HUDSON: City Council approved a motion to declare its intention to demolish all buildings located on the former Youth Development Center property on Hines Hill Road at its meeting on Wednesday.

Council member Hal DeSaussure was the sole vote against the motion.

His reasoning was that a "statement of intent" was superfluous, unnecessary and not binding on city council.

DeSaussure said "we take action by spending money to do things."  He added that council needs to "put their money where their mouth is" and award a contract for the demolition.

Council President David Basil and several other council members disagreed.

Basil considers the YDC property a "catalyst for economic development" and said the motion was necessary to "properly facilitate the repurposing" of the southern portion of the property, which contains approximately 135 acres.

The terms of the original purchase agreement required that the property be used for public purpose for a period of five years. 

In two years, that requirement will end and the 135 acres could be sold for commercial development.

The northern portion of the property will be reserved for conservation and public purposes.

Council also passed legislation empowering the city manager to begin the process of advertising for competitive bids for the building demolition. The new legislation suspends the requirement of three readings of the demolition issue.

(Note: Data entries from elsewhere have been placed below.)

use regex::Regex;
use std::sync::LazyLock;

use super::types::FileEntry;

// Not anchored to lines: models put sentinels inline with the page markup.
static PAGE_SENTINEL: LazyLock<Regex> =
    LazyLock::new(|| Regex::new(r"=+[ \t]*PAGE:[ \t]*([^=\r\n]+?)[ \t]*=+").unwrap());

static SECTION_COMMENT: LazyLock<Regex> =
    LazyLock::new(|| Regex::new(r"(?i)<!--\s*(?:PAGE|Section)\s*:\s*(.*?)\s*-->").unwrap());

/// Decode pages from a marker-delimited model response.
///
/// Tries, in order:
///
/// 1. `===PAGE: <filename>===` sentinels, wherever they appear. Every sentinel
///    starts a page that runs from its closing `=` until the next sentinel or
///    the end of the text.
/// 2. `<!-- PAGE: name -->` / `<!-- Section: name -->` comments. The file name is
///    derived from the captured name.
/// 3. The whole text as a single `index.html`.
///
/// This strategy never fails. Anything before the first marker is discarded.
pub fn extract_marker(response: &str) -> Vec<FileEntry> {
    let text = strip_commentary(response);

    let pages = split_on_sentinels(&text);
    if !pages.is_empty() {
        return pages;
    }

    let sections = split_on_section_comments(&text);
    if !sections.is_empty() {
        return sections;
    }

    vec![FileEntry::new("index.html", text)]
}

/// Remove markdown fences and trailing `###` commentary.
fn strip_commentary(response: &str) -> String {
    let text = response.replace("```html", "").replace("```", "");
    let text = text.split("###").next().unwrap_or_default();
    text.trim().to_string()
}

fn split_on_sentinels(text: &str) -> Vec<FileEntry> {
    let markers: Vec<_> = PAGE_SENTINEL
        .captures_iter(text)
        .filter_map(|caps| Some((caps.get(0)?, caps.get(1)?.as_str().trim().to_string())))
        .collect();

    markers
        .iter()
        .enumerate()
        .map(|(i, (whole, name))| {
            let end = markers
                .get(i + 1)
                .map(|(next, _)| next.start())
                .unwrap_or(text.len());
            FileEntry::new(
                with_default_extension(name),
                text[whole.end()..end].trim(),
            )
        })
        .collect()
}

fn split_on_section_comments(text: &str) -> Vec<FileEntry> {
    let markers: Vec<_> = SECTION_COMMENT
        .captures_iter(text)
        .filter_map(|caps| Some((caps.get(0)?, caps.get(1)?.as_str().to_string())))
        .collect();

    markers
        .iter()
        .enumerate()
        .map(|(i, (whole, name))| {
            let end = markers
                .get(i + 1)
                .map(|(next, _)| next.start())
                .unwrap_or(text.len());
            FileEntry::new(section_file_name(name), text[whole.end()..end].trim())
        })
        .collect()
}

/// "Sign Up" -> "sign_up.html"
pub fn section_file_name(name: &str) -> String {
    let normalized = name.trim().to_lowercase().replace(' ', "_");
    if normalized.is_empty() {
        return "index.html".to_string();
    }
    with_default_extension(&normalized)
}

/// Append `.html` when the last path segment has no extension.
fn with_default_extension(name: &str) -> String {
    let last = name.rsplit('/').next().unwrap_or(name);
    if last.contains('.') {
        name.to_string()
    } else {
        format!("{name}.html")
    }
}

Basil opposed this legislation as being "premature," as they are still awaiting a pre-demolition report from the engineering department.

Council member J. Daniel Williams disagreed, stating that the legislation was only instructing the administration to begin the process and not requiring that any action be taken before the report was received.

Williams felt that doing three readings of the legislation would delay the bidding process and said council has been advised that winter is often the best time to obtain financially advantageous bids.

Mayor William Currin commented that three readings gives residents more time for public comment on a major expenditure.